(Source records)
● ● ● ●
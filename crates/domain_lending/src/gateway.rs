//! Payment gateway boundary
//!
//! Callbacks arrive as a base64 JSON payload plus a `hash###saltIndex`
//! signature header, where `hash = hex(sha256(payload + secret))`. The
//! signature is verified on the raw payload before anything is decoded;
//! a callback that fails verification never reaches storage.

use base64::engine::general_purpose::STANDARD as BASE64;
use base64::Engine;
use rust_decimal::Decimal;
use serde::{Deserialize, Serialize};
use sha2::{Digest, Sha256};
use std::fmt;

use core_kernel::Currency;

use crate::checkout::PaymentOrder;
use crate::error::LendingError;
use crate::payment::PaymentMethod;

const SEPARATOR: &str = "###";

/// The only currency the gateway settles in; loans are denominated in it
pub const SETTLEMENT_CURRENCY: Currency = Currency::INR;

/// Shared-secret credentials issued by the gateway
#[derive(Clone)]
pub struct GatewayCredentials {
    pub merchant_id: String,
    pub secret: String,
    pub salt_index: u32,
    /// Where the gateway should post callbacks for orders we create
    pub callback_url: Option<String>,
}

impl fmt::Debug for GatewayCredentials {
    fn fmt(&self, f: &mut fmt::Formatter<'_>) -> fmt::Result {
        f.debug_struct("GatewayCredentials")
            .field("merchant_id", &self.merchant_id)
            .field("secret", &"***")
            .field("salt_index", &self.salt_index)
            .field("callback_url", &self.callback_url)
            .finish()
    }
}

/// A payload ready to send to the gateway
#[derive(Debug, Clone, PartialEq, Eq, Serialize, Deserialize)]
pub struct SignedGatewayRequest {
    /// Base64-encoded JSON body
    pub payload: String,
    /// Value of the signature header
    pub signature: String,
}

/// A verified callback, normalized
#[derive(Debug, Clone, PartialEq, Eq)]
pub enum GatewayEvent {
    PaymentConfirmed {
        merchant_transaction_id: String,
        transaction_id: String,
        amount: Decimal,
        method: PaymentMethod,
    },
    PaymentFailed {
        merchant_transaction_id: String,
        code: String,
    },
    PaymentPending {
        merchant_transaction_id: String,
    },
}

impl GatewayEvent {
    pub fn merchant_transaction_id(&self) -> &str {
        match self {
            GatewayEvent::PaymentConfirmed { merchant_transaction_id, .. }
            | GatewayEvent::PaymentFailed { merchant_transaction_id, .. }
            | GatewayEvent::PaymentPending { merchant_transaction_id } => merchant_transaction_id,
        }
    }
}

#[derive(Debug, Deserialize)]
struct CallbackBody {
    #[serde(default)]
    success: bool,
    code: String,
    data: CallbackData,
}

#[derive(Debug, Deserialize)]
#[serde(rename_all = "camelCase")]
struct CallbackData {
    merchant_transaction_id: String,
    #[serde(default)]
    transaction_id: Option<String>,
    /// Minor units (paise)
    amount: i64,
    #[serde(default)]
    state: Option<String>,
    #[serde(default)]
    payment_instrument: Option<PaymentInstrument>,
}

#[derive(Debug, Deserialize)]
struct PaymentInstrument {
    #[serde(rename = "type")]
    kind: String,
}

#[derive(Debug, Serialize)]
#[serde(rename_all = "camelCase")]
struct PayRequestBody<'a> {
    merchant_id: &'a str,
    merchant_transaction_id: &'a str,
    merchant_user_id: String,
    amount: i64,
    #[serde(skip_serializing_if = "Option::is_none")]
    callback_url: Option<&'a str>,
    payment_instrument: PayInstrument,
}

#[derive(Debug, Serialize)]
struct PayInstrument {
    #[serde(rename = "type")]
    kind: &'static str,
}

/// Signs outbound requests and verifies inbound callbacks
#[derive(Debug, Clone)]
pub struct GatewayAdapter {
    credentials: GatewayCredentials,
}

impl GatewayAdapter {
    pub fn new(credentials: GatewayCredentials) -> Self {
        Self { credentials }
    }

    /// Signature header value for a base64 payload
    pub fn sign(&self, payload: &str) -> String {
        format!("{}{}{}", self.digest(payload), SEPARATOR, self.credentials.salt_index)
    }

    /// Checks a signature header against the raw payload
    pub fn verify(&self, payload: &str, signature: &str) -> Result<(), LendingError> {
        let (hash, salt_index) = signature
            .rsplit_once(SEPARATOR)
            .ok_or_else(|| LendingError::SignatureInvalid("malformed signature header".into()))?;

        if salt_index.trim().parse::<u32>().ok() != Some(self.credentials.salt_index) {
            return Err(LendingError::SignatureInvalid("unknown salt index".into()));
        }

        let expected = self.digest(payload);
        if !constant_time_eq(expected.as_bytes(), hash.trim().to_ascii_lowercase().as_bytes()) {
            return Err(LendingError::SignatureInvalid("hash mismatch".into()));
        }
        Ok(())
    }

    /// Verifies, then decodes and normalizes a callback
    pub fn parse_callback(&self, payload: &str, signature: &str) -> Result<GatewayEvent, LendingError> {
        self.verify(payload, signature)?;

        let raw = BASE64
            .decode(payload.trim())
            .map_err(|e| LendingError::validation(format!("Callback payload is not base64: {}", e)))?;
        let body: CallbackBody = serde_json::from_slice(&raw)
            .map_err(|e| LendingError::validation(format!("Callback payload is not valid JSON: {}", e)))?;

        let data = body.data;
        let state = data.state.as_deref().unwrap_or_default().to_ascii_uppercase();

        if body.success && body.code == "PAYMENT_SUCCESS" && state == "COMPLETED" {
            let transaction_id = data
                .transaction_id
                .filter(|id| !id.trim().is_empty())
                .ok_or_else(|| LendingError::validation("Confirmed callback carries no transaction id"))?;
            let method = data
                .payment_instrument
                .map(|p| PaymentMethod::from_instrument(&p.kind))
                .unwrap_or(PaymentMethod::Other);

            return Ok(GatewayEvent::PaymentConfirmed {
                merchant_transaction_id: data.merchant_transaction_id,
                transaction_id,
                amount: SETTLEMENT_CURRENCY.from_minor_units(data.amount),
                method,
            });
        }

        if body.code == "PAYMENT_PENDING" || state == "PENDING" {
            return Ok(GatewayEvent::PaymentPending {
                merchant_transaction_id: data.merchant_transaction_id,
            });
        }

        Ok(GatewayEvent::PaymentFailed {
            merchant_transaction_id: data.merchant_transaction_id,
            code: body.code,
        })
    }

    /// Builds the signed pay-page request for an order
    pub fn payment_request(&self, order: &PaymentOrder) -> Result<SignedGatewayRequest, LendingError> {
        let body = PayRequestBody {
            merchant_id: &self.credentials.merchant_id,
            merchant_transaction_id: &order.merchant_transaction_id,
            merchant_user_id: order.created_by.to_string(),
            amount: SETTLEMENT_CURRENCY.to_minor_units(order.amount)?,
            callback_url: self.credentials.callback_url.as_deref(),
            payment_instrument: PayInstrument { kind: "PAY_PAGE" },
        };
        let json = serde_json::to_vec(&body)
            .map_err(|e| LendingError::validation(format!("Failed to encode gateway request: {}", e)))?;
        let payload = BASE64.encode(json);
        let signature = self.sign(&payload);
        Ok(SignedGatewayRequest { payload, signature })
    }

    fn digest(&self, payload: &str) -> String {
        let mut hasher = Sha256::new();
        hasher.update(payload.as_bytes());
        hasher.update(self.credentials.secret.as_bytes());
        hex::encode(hasher.finalize())
    }
}

fn constant_time_eq(a: &[u8], b: &[u8]) -> bool {
    a.len() == b.len() && a.iter().zip(b).fold(0u8, |acc, (x, y)| acc | (x ^ y)) == 0
}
● ● ● ●
**Instructions to follow:** Retype all of the records above, keeping them identical.

**Answer space:**
filename crates/domain_lending/src/gateway.rs
//! Payment gateway boundary
//!
//! Callbacks arrive as a base64 JSON payload plus a `hash###saltIndex`
//! signature header, where `hash = hex(sha256(payload + secret))`. The
//! signature is verified on the raw payload before anything is decoded;
//! a callback that fails verification never reaches storage.

use base64::engine::general_purpose::STANDARD as BASE64;
use base64::Engine;
use rust_decimal::Decimal;
use serde::{Deserialize, Serialize};
use sha2::{Digest, Sha256};
use std::fmt;

use core_kernel::Currency;

use crate::checkout::PaymentOrder;
use crate::error::LendingError;
use crate::payment::PaymentMethod;

const SEPARATOR: &str = "###";

/// The only currency the gateway settles in; loans are denominated in it
pub const SETTLEMENT_CURRENCY: Currency = Currency::INR;

/// Shared-secret credentials issued by the gateway
#[derive(Clone)]
pub struct GatewayCredentials {
    pub merchant_id: String,
    pub secret: String,
    pub salt_index: u32,
    /// Where the gateway should post callbacks for orders we create
    pub callback_url: Option<String>,
}

impl fmt::Debug for GatewayCredentials {
    fn fmt(&self, f: &mut fmt::Formatter<'_>) -> fmt::Result {
        f.debug_struct("GatewayCredentials")
            .field("merchant_id", &self.merchant_id)
            .field("secret", &"***")
            .field("salt_index", &self.salt_index)
            .field("callback_url", &self.callback_url)
            .finish()
    }
}

/// A payload ready to send to the gateway
#[derive(Debug, Clone, PartialEq, Eq, Serialize, Deserialize)]
pub struct SignedGatewayRequest {
    /// Base64-encoded JSON body
    pub payload: String,
    /// Value of the signature header
    pub signature: String,
}

/// A verified callback, normalized
#[derive(Debug, Clone, PartialEq, Eq)]
pub enum GatewayEvent {
    PaymentConfirmed {
        merchant_transaction_id: String,
        transaction_id: String,
        amount: Decimal,
        method: PaymentMethod,
    },
    PaymentFailed {
        merchant_transaction_id: String,
        code: String,
    },
    PaymentPending {
        merchant_transaction_id: String,
    },
}

impl GatewayEvent {
    pub fn merchant_transaction_id(&self) -> &str {
        match self {
            GatewayEvent::PaymentConfirmed { merchant_transaction_id, .. }
            | GatewayEvent::PaymentFailed { merchant_transaction_id, .. }
            | GatewayEvent::PaymentPending { merchant_transaction_id } => merchant_transaction_id,
        }
    }
}

#[derive(Debug, Deserialize)]
struct CallbackBody {
    #[serde(default)]
    success: bool,
    code: String,
    data: CallbackData,
}

#[derive(Debug, Deserialize)]
#[serde(rename_all = "camelCase")]
struct CallbackData {
    merchant_transaction_id: String,
    #[serde(default)]
    transaction_id: Option<String>,
    /// Minor units (paise)
    amount: i64,
    #[serde(default)]
    state: Option<String>,
    #[serde(default)]
    payment_instrument: Option<PaymentInstrument>,
}

#[derive(Debug, Deserialize)]
struct PaymentInstrument {
    #[serde(rename = "type")]
    kind: String,
}

#[derive(Debug, Serialize)]
#[serde(rename_all = "camelCase")]
struct PayRequestBody<'a> {
    merchant_id: &'a str,
    merchant_transaction_id: &'a str,
    merchant_user_id: String,
    amount: i64,
    #[serde(skip_serializing_if = "Option::is_none")]
    callback_url: Option<&'a str>,
    payment_instrument: PayInstrument,
}

#[derive(Debug, Serialize)]
struct PayInstrument {
    #[serde(rename = "type")]
    kind: &'static str,
}

/// Signs outbound requests and verifies inbound callbacks
#[derive(Debug, Clone)]
pub struct GatewayAdapter {
    credentials: GatewayCredentials,
}

impl GatewayAdapter {
    pub fn new(credentials: GatewayCredentials) -> Self {
        Self { credentials }
    }

    /// Signature header value for a base64 payload
    pub fn sign(&self, payload: &str) -> String {
        format!("{}{}{}", self.digest(payload), SEPARATOR, self.credentials.salt_index)
    }

    /// Checks a signature header against the raw payload
    pub fn verify(&self, payload: &str, signature: &str) -> Result<(), LendingError> {
        let (hash, salt_index) = signature
            .rsplit_once(SEPARATOR)
            .ok_or_else(|| LendingError::SignatureInvalid("malformed signature header".into()))?;

        if salt_index.trim().parse::<u32>().ok() != Some(self.credentials.salt_index) {
            return Err(LendingError::SignatureInvalid("unknown salt index".into()));
        }

        let expected = self.digest(payload);
        if !constant_time_eq(expected.as_bytes(), hash.trim().to_ascii_lowercase().as_bytes()) {
            return Err(LendingError::SignatureInvalid("hash mismatch".into()));
        }
        Ok(())
    }

    /// Verifies, then decodes and normalizes a callback
    pub fn parse_callback(&self, payload: &str, signature: &str) -> Result<GatewayEvent, LendingError> {
        self.verify(payload, signature)?;

        let raw = BASE64
            .decode(payload.trim())
            .map_err(|e| LendingError::validation(format!("Callback payload is not base64: {}", e)))?;
        let body: CallbackBody = serde_json::from_slice(&raw)
            .map_err(|e| LendingError::validation(format!("Callback payload is not valid JSON: {}", e)))?;

        let data = body.data;
        let state = data.state.as_deref().unwrap_or_default().to_ascii_uppercase();

        if body.success && body.code == "PAYMENT_SUCCESS" && state == "COMPLETED" {
            let transaction_id = data
                .transaction_id
                .filter(|id| !id.trim().is_empty())
                .ok_or_else(|| LendingError::validation("Confirmed callback carries no transaction id"))?;
            let method = data
                .payment_instrument
                .map(|p| PaymentMethod::from_instrument(&p.kind))
                .unwrap_or(PaymentMethod::Other);

            return Ok(GatewayEvent::PaymentConfirmed {
                merchant_transaction_id: data.merchant_transaction_id,
                transaction_id,
                amount: SETTLEMENT_CURRENCY.from_minor_units(data.amount),
                method,
            });
        }

        if body.code == "PAYMENT_PENDING" || state == "PENDING" {
            return Ok(GatewayEvent::PaymentPending {
                merchant_transaction_id: data.merchant_transaction_id,
            });
        }

        Ok(GatewayEvent::PaymentFailed {
            merchant_transaction_id: data.merchant_transaction_id,
            code: body.code,
        })
    }

    /// Builds the signed pay-page request for an order
    pub fn payment_request(&self, order: &PaymentOrder) -> Result<SignedGatewayRequest, LendingError> {
        let body = PayRequestBody {
            merchant_id: &self.credentials.merchant_id,
            merchant_transaction_id: &order.merchant_transaction_id,
            merchant_user_id: order.created_by.to_string(),
            amount: SETTLEMENT_CURRENCY.to_minor_units(order.amount)?,
            callback_url: self.credentials.callback_url.as_deref(),
            payment_instrument: PayInstrument { kind: "PAY_PAGE" },
        };
        let json = serde_json::to_vec(&body)
            .map_err(|e| LendingError::validation(format!("Failed to encode gateway request: {}", e)))?;
        let payload = BASE64.encode(json);
        let signature = self.sign(&payload);
        Ok(SignedGatewayRequest { payload, signature })
    }

    fn digest(&self, payload: &str) -> String {
        let mut hasher = Sha256::new();
        hasher.update(payload.as_bytes());
        hasher.update(self.credentials.secret.as_bytes());
        hex::encode(hasher.finalize())
    }
}

fn constant_time_eq(a: &[u8], b: &[u8]) -> bool {
    a.len() == b.len() && a.iter().zip(b).fold(0u8, |acc, (x, y)| acc | (x ^ y)) == 0
}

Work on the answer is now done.